One would not expect Coca-Cola to divulge their secret recipe for the world-renowned soft drink…nor is it required by government. The same is true for other proprietary trade secrets and intellectual property. That, however, could all change by the end of the year if some at a little-known federal agency get their way.

The U.S. Commodity Futures Trading Commission (CFTC)—where I previously served as a commissioner for seven years—is seeking to obtain such secret formulas known as “source code” from traders and trading venue operators (exchanges). Comments on the proposal for new automated trading rules, known as “Reg AT,” are being accepted through the end of this week.

The argument as to why the commission seeks this is that they believe there are certain risks to markets associated with unsuitable source code (namely the algorithmic formulas) and they want to better understand what is taking place. While that may seem like a noble cause, source code is the secret sauce, the protected property, created in the private sector. It often takes years and millions of dollars to develop. It is the life-blood of innovation and invention. The proposal to make such highly-sensitive data obtainable to any member of the Commission as part of the available collection of books and records would be precedent-setting. If the proposal were to be approved, no subpoena or formal order would be required, as is currently the case. A mere CFTC shout-out seeking source code would compel complete acquiescence.

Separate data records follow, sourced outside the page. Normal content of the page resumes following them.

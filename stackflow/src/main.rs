use stackflow::cli::commands::{CliArgs, Commands, OutputFormatArg};
use stackflow::cli::handlers::{
    handle_deploy, handle_history, handle_outputs, handle_plan, handle_runs, handle_unlock,
};
use stackflow::config::LOG_LEVEL_ENV;
use stackflow::VERSION;

use clap::Parser;
use std::env;
use tracing::{debug, Level};
use tracing_subscriber::{fmt, layer::SubscriberExt, util::SubscriberInitExt, EnvFilter, Layer};

#[tokio::main]
async fn main() {
    let args = CliArgs::parse();
    init_logging_from_args(&args);

    debug!("stackflow v{} starting", VERSION);
    debug!("Arguments: {:?}", args);

    let exit_code = match &args.command {
        Commands::Deploy(deploy_args) => handle_deploy(&args, deploy_args).await,
        Commands::Plan(plan_args) => handle_plan(&args, plan_args),
        Commands::Outputs(outputs_args) => handle_outputs(&args, outputs_args).await,
        Commands::History(history_args) => handle_history(&args, history_args).await,
        Commands::Unlock(unlock_args) => handle_unlock(&args, unlock_args),
        Commands::Runs(runs_args) => handle_runs(&args, runs_args).await,
    };

    std::process::exit(exit_code);
}

fn init_logging_from_args(args: &CliArgs) {
    use std::sync::Once;
    static INIT: Once = Once::new();

    INIT.call_once(|| {
        let level = if let Some(level_str) = &args.log_level {
            parse_level(level_str)
        } else if args.verbose {
            Level::DEBUG
        } else if args.quiet {
            Level::ERROR
        } else {
            let level_str = env::var(LOG_LEVEL_ENV).unwrap_or_else(|_| "info".to_string());
            parse_level(&level_str)
        };

        let mut filter = EnvFilter::from_default_env();

        if env::var("RUST_LOG").is_err() {
            if let Ok(directive) = format!("stackflow={level}").parse() {
                filter = filter.add_directive(directive);
            }
        }

        let layer = match args.format {
            OutputFormatArg::Json => fmt::layer().json().with_target(true).with_writer(std::io::stderr).boxed(),
            OutputFormatArg::Human => fmt::layer().with_target(true).with_writer(std::io::stderr).boxed(),
        };

        tracing_subscriber::registry().with(filter).with(layer).init();
    });
}

fn parse_level(level_str: &str) -> Level {
    match level_str.to_lowercase().as_str() {
        "trace" => Level::TRACE,
        "debug" => Level::DEBUG,
        "info" => Level::INFO,
        "warn" => Level::WARN,
        "error" => Level::ERROR,
        _ => {
            eprintln!(
                "Invalid log level '{}', defaulting to INFO. Valid levels: trace, debug, info, warn, error",
                level_str
            );
            Level::INFO
        }
    }
}
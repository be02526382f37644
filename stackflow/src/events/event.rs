//! Structured events emitted during a deployment run.

use crate::core::{ApplyKind, RunOutcome, SkipReason};
use serde::{Deserialize, Serialize};
use uuid::Uuid;

/// One status transition within a run.
#[derive(Debug, Clone, PartialEq, Eq, Serialize, Deserialize)]
#[serde(tag = "type")]
pub enum DeployEvent {
    /// The run has acquired its leases and is about to apply wave 0.
    #[serde(rename = "run.started")]
    RunStarted {
        /// Run id.
        run_id: Uuid,
        /// Stacks the run will apply.
        stacks: Vec<String>,
        /// Number of waves in the graph.
        waves: usize,
    },
    /// A wave is starting.
    #[serde(rename = "wave.started")]
    WaveStarted {
        /// Run id.
        run_id: Uuid,
        /// Wave index.
        wave: usize,
        /// Stacks of the wave that will be applied.
        stacks: Vec<String>,
    },
    /// The driver was called for a stack.
    #[serde(rename = "stack.applying")]
    StackApplying {
        /// Run id.
        run_id: Uuid,
        /// Stack name.
        stack: String,
        /// Wave index.
        wave: usize,
    },
    /// A stack applied and its outputs are durable.
    #[serde(rename = "stack.succeeded")]
    StackSucceeded {
        /// Run id.
        run_id: Uuid,
        /// Stack name.
        stack: String,
        /// Wave index.
        wave: usize,
        /// Whether anything changed.
        kind: ApplyKind,
        /// Number of outputs written to the registry.
        outputs_written: usize,
    },
    /// A stack failed.
    #[serde(rename = "stack.failed")]
    StackFailed {
        /// Run id.
        run_id: Uuid,
        /// Stack name.
        stack: String,
        /// Wave index.
        wave: usize,
        /// Error code.
        code: String,
        /// Error message.
        message: String,
    },
    /// A stack will not be applied in this run.
    #[serde(rename = "stack.skipped")]
    StackSkipped {
        /// Run id.
        run_id: Uuid,
        /// Stack name.
        stack: String,
        /// Why it was skipped.
        reason: SkipReason,
    },
    /// Every stack of a wave reached a terminal status.
    #[serde(rename = "wave.completed")]
    WaveCompleted {
        /// Run id.
        run_id: Uuid,
        /// Wave index.
        wave: usize,
        /// Stacks that succeeded.
        succeeded: usize,
        /// Stacks that failed.
        failed: usize,
    },
    /// The run ended.
    #[serde(rename = "run.completed")]
    RunCompleted {
        /// Run id.
        run_id: Uuid,
        /// Overall outcome.
        outcome: RunOutcome,
        /// Elapsed wall time in milliseconds.
        duration_ms: u64,
    },
}

impl DeployEvent {
    /// Returns the dotted event type, e.g. `stack.failed`.
    #[must_use]
    pub fn event_type(&self) -> &'static str {
        match self {
            Self::RunStarted { .. } => "run.started",
            Self::WaveStarted { .. } => "wave.started",
            Self::StackApplying { .. } => "stack.applying",
            Self::StackSucceeded { .. } => "stack.succeeded",
            Self::StackFailed { .. } => "stack.failed",
            Self::StackSkipped { .. } => "stack.skipped",
            Self::WaveCompleted { .. } => "wave.completed",
            Self::RunCompleted { .. } => "run.completed",
        }
    }

    /// Returns the run the event belongs to.
    #[must_use]
    pub fn run_id(&self) -> Uuid {
        match self {
            Self::RunStarted { run_id, .. }
            | Self::WaveStarted { run_id, .. }
            | Self::StackApplying { run_id, .. }
            | Self::StackSucceeded { run_id, .. }
            | Self::StackFailed { run_id, .. }
            | Self::StackSkipped { run_id, .. }
            | Self::WaveCompleted { run_id, .. }
            | Self::RunCompleted { run_id, .. } => *run_id,
        }
    }

    /// Returns the stack the event is about, for stack events.
    #[must_use]
    pub fn stack(&self) -> Option<&str> {
        match self {
            Self::StackApplying { stack, .. }
            | Self::StackSucceeded { stack, .. }
            | Self::StackFailed { stack, .. }
            | Self::StackSkipped { stack, .. } => Some(stack),
            _ => None,
        }
    }
}
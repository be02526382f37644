//! Output registry: durable, versioned `(stack, key) -> value` storage.
//!
//! Outputs are written after a stack applies successfully and read by
//! dependents, through one consistent [`OutputSnapshot`], before they apply.

mod file;
mod memory;
mod state;

pub use file::FileOutputRegistry;
pub use memory::InMemoryOutputRegistry;
pub use state::OutputSnapshot;

use crate::core::OutputRecord;
use crate::errors::{NotFoundError, StackflowError};
use async_trait::async_trait;
use std::collections::BTreeMap;
use std::fmt::Debug;
use uuid::Uuid;

/// Storage backend for stack outputs.
///
/// Every write is durable before the call returns.
#[async_trait]
pub trait OutputRegistry: Send + Sync + Debug {
    /// Writes a stack's outputs as one commit and returns the version
    /// assigned to each key.
    async fn put_all(
        &self,
        stack: &str,
        outputs: &BTreeMap<String, String>,
        run_id: Option<Uuid>,
    ) -> Result<BTreeMap<String, u64>, StackflowError>;

    /// Returns the latest record for a key.
    async fn record(&self, stack: &str, key: &str) -> Option<OutputRecord>;

    /// Returns every version of a key, oldest first.
    async fn history(&self, stack: &str, key: &str) -> Vec<OutputRecord>;

    /// Returns the latest record of every key of one stack.
    async fn outputs_of(&self, stack: &str) -> Vec<OutputRecord>;

    /// Returns the latest value of every key, read at a single instant.
    async fn snapshot(&self) -> OutputSnapshot;

    /// Writes one output and returns its new version.
    async fn put(&self, stack: &str, key: &str, value: &str) -> Result<u64, StackflowError> {
        let outputs = BTreeMap::from([(key.to_string(), value.to_string())]);
        let versions = self.put_all(stack, &outputs, None).await?;
        versions
            .get(key)
            .copied()
            .ok_or_else(|| StackflowError::Internal(format!("registry assigned no version to {stack}.{key}")))
    }

    /// Returns the latest value of a key.
    async fn get(&self, stack: &str, key: &str) -> Result<String, StackflowError> {
        self.record(stack, key)
            .await
            .map(|r| r.value)
            .ok_or_else(|| NotFoundError::new(stack, key).into())
    }
}

#[cfg(test)]
mod tests {
    use super::*;

    #[tokio::test]
    async fn test_default_put_and_get() {
        let registry = InMemoryOutputRegistry::new();

        assert_eq!(registry.put("network", "vpcId", "vpc-1").await.unwrap(), 1);
        assert_eq!(registry.put("network", "vpcId", "vpc-2").await.unwrap(), 2);
        assert_eq!(registry.get("network", "vpcId").await.unwrap(), "vpc-2");
    }

    #[tokio::test]
    async fn test_get_missing_is_not_found() {
        let registry = InMemoryOutputRegistry::new();
        let err = registry.get("network", "vpcId").await.unwrap_err();

        assert!(matches!(err, StackflowError::NotFound(ref e) if e.key == "vpcId"));
    }
}
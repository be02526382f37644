//! Stack leases: at most one active run per overlapping stack set.
//!
//! A run leases every stack it will apply before the first driver call.
//! Acquisition is all-or-nothing and the returned [`LeaseGuard`] releases the
//! leases when dropped, including on error paths.

use crate::errors::{ConcurrentDeploymentError, StackflowError};
use chrono::{DateTime, Utc};
use dashmap::mapref::entry::Entry;
use dashmap::DashMap;
use serde::{Deserialize, Serialize};
use std::fmt::Debug;
use std::fs::{File, OpenOptions};
use std::io::Write;
use std::path::{Path, PathBuf};
use std::sync::Arc;
use tracing::{debug, warn};
use uuid::Uuid;

/// Who holds a lease.
#[derive(Debug, Clone, PartialEq, Eq, Serialize, Deserialize)]
pub struct LeaseInfo {
    /// Run holding the lease.
    pub run_id: Uuid,
    /// Process id of the holder.
    pub pid: u32,
    /// When the lease was taken.
    pub acquired_at: DateTime<Utc>,
}

impl LeaseInfo {
    /// Creates lease info for `run_id` in the current process.
    #[must_use]
    pub fn new(run_id: Uuid) -> Self {
        Self {
            run_id,
            pid: std::process::id(),
            acquired_at: Utc::now(),
        }
    }
}

/// Backend holding stack leases.
pub trait LeaseStore: Send + Sync + Debug {
    /// Leases every stack for `run_id`, or none of them.
    ///
    /// # Errors
    ///
    /// Returns [`StackflowError::ConcurrentDeployment`] if any stack is held.
    fn acquire(&self, run_id: Uuid, stacks: &[String]) -> Result<(), StackflowError>;

    /// Releases the stacks held by `run_id`. Leases held by other runs are kept.
    fn release(&self, run_id: Uuid, stacks: &[String]);

    /// Returns the current holder of a stack's lease.
    fn holder(&self, stack: &str) -> Option<LeaseInfo>;

    /// Removes a lease whoever holds it. Returns true if one existed.
    ///
    /// # Errors
    ///
    /// Returns an error if the lease could not be removed.
    fn force_release(&self, stack: &str) -> Result<bool, StackflowError>;
}

fn conflict(conflicting: Vec<String>, holder: Option<&LeaseInfo>) -> StackflowError {
    warn!(stacks = ?conflicting, holder = ?holder.map(|h| h.run_id), "Lease conflict");
    ConcurrentDeploymentError::new(conflicting, holder.map(|h| h.run_id.to_string())).into()
}

/// Leases held in process memory.
#[derive(Debug, Default)]
pub struct InMemoryLeaseStore {
    leases: DashMap<String, LeaseInfo>,
}

impl InMemoryLeaseStore {
    /// Creates an empty lease store.
    #[must_use]
    pub fn new() -> Self {
        Self::default()
    }
}

impl LeaseStore for InMemoryLeaseStore {
    fn acquire(&self, run_id: Uuid, stacks: &[String]) -> Result<(), StackflowError> {
        let mut acquired = Vec::new();
        let mut conflicting = Vec::new();
        let mut holder = None;

        for stack in stacks {
            match self.leases.entry(stack.clone()) {
                Entry::Occupied(existing) => {
                    holder.get_or_insert_with(|| existing.get().clone());
                    conflicting.push(stack.clone());
                }
                Entry::Vacant(slot) => {
                    slot.insert(LeaseInfo::new(run_id));
                    acquired.push(stack.clone());
                }
            }
        }

        if conflicting.is_empty() {
            Ok(())
        } else {
            self.release(run_id, &acquired);
            Err(conflict(conflicting, holder.as_ref()))
        }
    }

    fn release(&self, run_id: Uuid, stacks: &[String]) {
        for stack in stacks {
            self.leases.remove_if(stack, |_, info| info.run_id == run_id);
        }
    }

    fn holder(&self, stack: &str) -> Option<LeaseInfo> {
        self.leases.get(stack).map(|info| info.clone())
    }

    fn force_release(&self, stack: &str) -> Result<bool, StackflowError> {
        Ok(self.leases.remove(stack).is_some())
    }
}

/// One lease file per stack under a directory.
///
/// Files are created with exclusive create, so two processes sharing the
/// directory cannot both hold a stack.
#[derive(Debug, Clone)]
pub struct FileLeaseStore {
    dir: PathBuf,
}

impl FileLeaseStore {
    /// Creates a store in `dir`, creating the directory if needed.
    ///
    /// # Errors
    ///
    /// Returns an error if the directory cannot be created.
    pub fn new(dir: impl Into<PathBuf>) -> Result<Self, StackflowError> {
        let dir = dir.into();
        std::fs::create_dir_all(&dir)?;
        Ok(Self { dir })
    }

    /// Returns the lease directory.
    #[must_use]
    pub fn dir(&self) -> &Path {
        &self.dir
    }

    fn path_for(&self, stack: &str) -> PathBuf {
        self.dir.join(format!("{stack}.lease"))
    }

    fn try_create(&self, stack: &str, info: &LeaseInfo) -> std::io::Result<bool> {
        let body = serde_json::to_vec_pretty(info).map_err(std::io::Error::other)?;
        self.create_with(stack, |file| {
            file.write_all(&body)?;
            file.sync_all()
        })
    }

    /// Exclusively creates the lease file and fills it. A file that could not
    /// be filled is removed again so it never blocks the stack.
    fn create_with(&self, stack: &str, fill: impl FnOnce(&mut File) -> std::io::Result<()>) -> std::io::Result<bool> {
        let path = self.path_for(stack);
        let mut file = match OpenOptions::new().write(true).create_new(true).open(&path) {
            Ok(file) => file,
            Err(e) if e.kind() == std::io::ErrorKind::AlreadyExists => return Ok(false),
            Err(e) => return Err(e),
        };

        if let Err(e) = fill(&mut file) {
            drop(file);
            if let Err(cleanup) = std::fs::remove_file(&path) {
                warn!(stack = %stack, error = %cleanup, "Failed to remove partial lease file");
            }
            return Err(e);
        }
        Ok(true)
    }
}

impl LeaseStore for FileLeaseStore {
    fn acquire(&self, run_id: Uuid, stacks: &[String]) -> Result<(), StackflowError> {
        let info = LeaseInfo::new(run_id);
        let mut acquired = Vec::new();
        let mut conflicting = Vec::new();

        for stack in stacks {
            match self.try_create(stack, &info) {
                Ok(true) => acquired.push(stack.clone()),
                Ok(false) => conflicting.push(stack.clone()),
                Err(e) => {
                    self.release(run_id, &acquired);
                    return Err(e.into());
                }
            }
        }

        if conflicting.is_empty() {
            debug!(run_id = %run_id, stacks = ?acquired, "Acquired stack leases");
            Ok(())
        } else {
            self.release(run_id, &acquired);
            let holder = self.holder(&conflicting[0]);
            Err(conflict(conflicting, holder.as_ref()))
        }
    }

    fn release(&self, run_id: Uuid, stacks: &[String]) {
        for stack in stacks {
            if self.holder(stack).is_some_and(|h| h.run_id == run_id) {
                if let Err(e) = std::fs::remove_file(self.path_for(stack)) {
                    warn!(stack = %stack, error = %e, "Failed to remove lease file");
                }
            }
        }
    }

    fn holder(&self, stack: &str) -> Option<LeaseInfo> {
        let bytes = std::fs::read(self.path_for(stack)).ok()?;
        serde_json::from_slice(&bytes).ok()
    }

    fn force_release(&self, stack: &str) -> Result<bool, StackflowError> {
        match std::fs::remove_file(self.path_for(stack)) {
            Ok(()) => Ok(true),
            Err(e) if e.kind() == std::io::ErrorKind::NotFound => Ok(false),
            Err(e) => Err(e.into()),
        }
    }
}

/// Leases held by one run; released on drop.
#[derive(Debug)]
pub struct LeaseGuard {
    store: Arc<dyn LeaseStore>,
    run_id: Uuid,
    stacks: Vec<String>,
}

impl LeaseGuard {
    /// Acquires leases on `stacks` for `run_id`.
    ///
    /// # Errors
    ///
    /// Returns [`StackflowError::ConcurrentDeployment`] if any stack is held.
    pub fn acquire(store: Arc<dyn LeaseStore>, run_id: Uuid, stacks: Vec<String>) -> Result<Self, StackflowError> {
        store.acquire(run_id, &stacks)?;
        Ok(Self { store, run_id, stacks })
    }
}

impl Drop for LeaseGuard {
    fn drop(&mut self) {
        self.store.release(self.run_id, &self.stacks);
    }
}
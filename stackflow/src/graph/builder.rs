//! Graph construction and validation.

use super::dag::{order_waves, DependencyEdge, OrderedWaves};
use crate::errors::{ConfigurationError, ContractErrorInfo, StackflowError};
use crate::stacks::StackDescriptor;
use std::collections::{BTreeMap, BTreeSet};

/// A validated set of stack descriptors and the edges between them.
///
/// Descriptors are immutable once the graph is built.
#[derive(Debug, Clone)]
pub struct DependencyGraph {
    pub(crate) descriptors: BTreeMap<String, StackDescriptor>,
    pub(crate) edges: BTreeSet<DependencyEdge>,
}

impl DependencyGraph {
    /// Validates descriptors and derives their dependency edges.
    ///
    /// # Errors
    ///
    /// Returns a configuration error for an empty set, duplicate or malformed
    /// names, inputs naming unknown stacks or undeclared outputs, and a cycle
    /// error for self references.
    pub fn new(descriptors: impl IntoIterator<Item = StackDescriptor>) -> Result<Self, StackflowError> {
        let mut by_name = BTreeMap::new();

        for desc in descriptors {
            desc.validate()?;
            if by_name.contains_key(&desc.name) {
                return Err(ConfigurationError::new(format!("Stack '{}' is defined twice", desc.name))
                    .with_stacks(vec![desc.name.clone()])
                    .with_error_info(ContractErrorInfo::new(
                        "STACK-002-DUPLICATE",
                        format!("Duplicate stack '{}'", desc.name),
                    ))
                    .into());
            }
            by_name.insert(desc.name.clone(), desc);
        }

        if by_name.is_empty() {
            return Err(ConfigurationError::new("No stacks defined")
                .with_error_info(
                    ContractErrorInfo::new("STACK-002-EMPTY", "Cannot build an empty dependency graph")
                        .with_fix_hint("Define at least one stack before deploying."),
                )
                .into());
        }

        let mut edges = BTreeSet::new();
        for desc in by_name.values() {
            for input in &desc.required_inputs {
                let Some(upstream) = by_name.get(&input.stack) else {
                    return Err(ConfigurationError::new(format!(
                        "Stack '{}' requires '{}' but stack '{}' is not defined",
                        desc.name, input, input.stack
                    ))
                    .with_stacks(vec![desc.name.clone(), input.stack.clone()])
                    .with_error_info(
                        ContractErrorInfo::new(
                            "STACK-002-UNKNOWN_STACK",
                            format!("Dependency '{}' not found", input.stack),
                        )
                        .with_fix_hint("Ensure every required input names a defined stack."),
                    )
                    .into());
                };

                if !upstream.declared_outputs.contains(&input.key) {
                    return Err(ConfigurationError::new(format!(
                        "Stack '{}' requires '{}' but '{}' does not declare output '{}'",
                        desc.name, input, input.stack, input.key
                    ))
                    .with_stacks(vec![desc.name.clone(), input.stack.clone()])
                    .with_error_info(
                        ContractErrorInfo::new(
                            "STACK-002-UNKNOWN_OUTPUT",
                            format!("Output '{input}' is not declared"),
                        )
                        .with_context_entry("declared", upstream.declared_outputs.iter().cloned().collect::<Vec<_>>().join(",")),
                    )
                    .into());
                }

                edges.insert(DependencyEdge::new(&input.stack, &desc.name));
            }
        }

        Ok(Self {
            descriptors: by_name,
            edges,
        })
    }

    /// Validates descriptors and orders them into deployment waves.
    ///
    /// # Errors
    ///
    /// Returns a configuration error for malformed descriptors and a cycle
    /// error if the edges do not form a DAG.
    pub fn build(descriptors: impl IntoIterator<Item = StackDescriptor>) -> Result<OrderedWaves, StackflowError> {
        Self::new(descriptors)?.into_waves()
    }

    /// Orders the graph into waves.
    ///
    /// # Errors
    ///
    /// Returns a cycle error if the edges do not form a DAG.
    pub fn into_waves(self) -> Result<OrderedWaves, StackflowError> {
        let waves = order_waves(&self.descriptors, &self.edges)?;
        Ok(OrderedWaves::new(self, waves))
    }

    /// Returns the number of stacks.
    #[must_use]
    pub fn stack_count(&self) -> usize {
        self.descriptors.len()
    }

    /// Returns the dependency edges.
    #[must_use]
    pub fn edges(&self) -> &BTreeSet<DependencyEdge> {
        &self.edges
    }
}

#[cfg(test)]
mod tests {
    use super::*;

    #[test]
    fn test_empty_graph_rejected() {
        let err = DependencyGraph::new(Vec::new()).unwrap_err();
        assert!(matches!(err, StackflowError::Configuration(_)));
        assert_eq!(err.error_info().unwrap().code, "STACK-002-EMPTY");
    }

    #[test]
    fn test_duplicate_stack_rejected() {
        let err = DependencyGraph::new(vec![
            StackDescriptor::new("network"),
            StackDescriptor::new("network"),
        ])
        .unwrap_err();
        assert_eq!(err.error_info().unwrap().code, "STACK-002-DUPLICATE");
    }

    #[test]
    fn test_unknown_upstream_rejected() {
        let err = DependencyGraph::new(vec![
            StackDescriptor::new("service").with_required_input("network", "vpcId"),
        ])
        .unwrap_err();
        assert_eq!(err.error_info().unwrap().code, "STACK-002-UNKNOWN_STACK");
    }

    #[test]
    fn test_undeclared_output_rejected() {
        let err = DependencyGraph::new(vec![
            StackDescriptor::new("network").with_declared_output("vpcId"),
            StackDescriptor::new("service").with_required_input("network", "subnetIds"),
        ])
        .unwrap_err();
        assert_eq!(err.error_info().unwrap().code, "STACK-002-UNKNOWN_OUTPUT");
    }

    #[test]
    fn test_edges_deduplicated_per_stack_pair() {
        let graph = DependencyGraph::new(vec![
            StackDescriptor::new("network").with_declared_outputs(["vpcId", "subnetIds"]),
            StackDescriptor::new("service")
                .with_required_input("network", "vpcId")
                .with_required_input("network", "subnetIds"),
        ])
        .unwrap();

        assert_eq!(graph.stack_count(), 2);
        assert_eq!(graph.edges().len(), 1);
        assert!(graph.edges().contains(&DependencyEdge::new("network", "service")));
    }
}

Establishing such a slapdash standard at one federal agency could impact tens of thousands of businesses should other agencies (federal, state or local) choose to emulate such a problematic precedent.

Moreover, given the government’s history of shoddy supervision and mangled management of private information, individuals and business owners have every reason for apprehension related to data security. Simply said: submission to the government in this regard would place highly sensitive and very valuable data in great jeopardy.

Not many years ago, while I was there, the CFTC itself was hacked. We were informed all our personal data was at risk. Separately, researchers working with the CFTC’s economist inappropriately released sensitive information, thus instigating a US Inspector General investigation. Even the U.S. Office of Personnel Management (OPM) computer system was hacked, compromising over 21 million personnel records. Moreover, in just the six months since the CFTC released this ill-omened proposal, hackers penetrated the Federal Reserve, Internal Revenue Service (IRS) and the Federal Deposit Insurance Corporation (FDIC). Government officials suggesting that sensitive intellectual property and trade secrets will be secure would be lavishly ludicrous if it weren’t such a serious and significant issue. There is no way, no how, that government should be trusted in this regard.

Finally, this current proposal, according to the CFTC to “reduce potential risks” is extreme overkill. There has been no articulation of any specific risk that would have been avoided if this proposal had been in place. As to why officials continue to believe it is needed: that’s a perplexing puzzle. During my time at the Commission—and for over four decades—subpoenas have worked exceptionally well in obtaining information needed for investigations. To issue a subpoena, all that’s required is an affirmative vote of the Commission. I cast dozens of such votes. It is not an onerous endeavor.

At the same time, the subpoena standard sustains needed due process protections for people and for firms. There are no real-world reasons why these safeguards should be compromised via haphazard—and truly extraordinary—regulatory fiat.

Throughout my 30-year career in government, I’ve been a supporter of thoughtful regulation, particularly in the financial sector. However, this proposal goes far beyond any reasonable request. If it were to be adopted, it would abuse the CFTC authority under the Commodity Exchange Act (CEA), but as important, it would set a dreadful and dangerous precedent for those concerned about intellectual property and trade secrets…and all for no respectable reason.

Commentary by Bart Chilton, former commissioner on the Commodity Futures Trading Commission. He is currently a senior policy advisor at the global law firm DLA Piper. He is also the author of “Ponzimonium: How Scam Artists Are Ripping Off America.”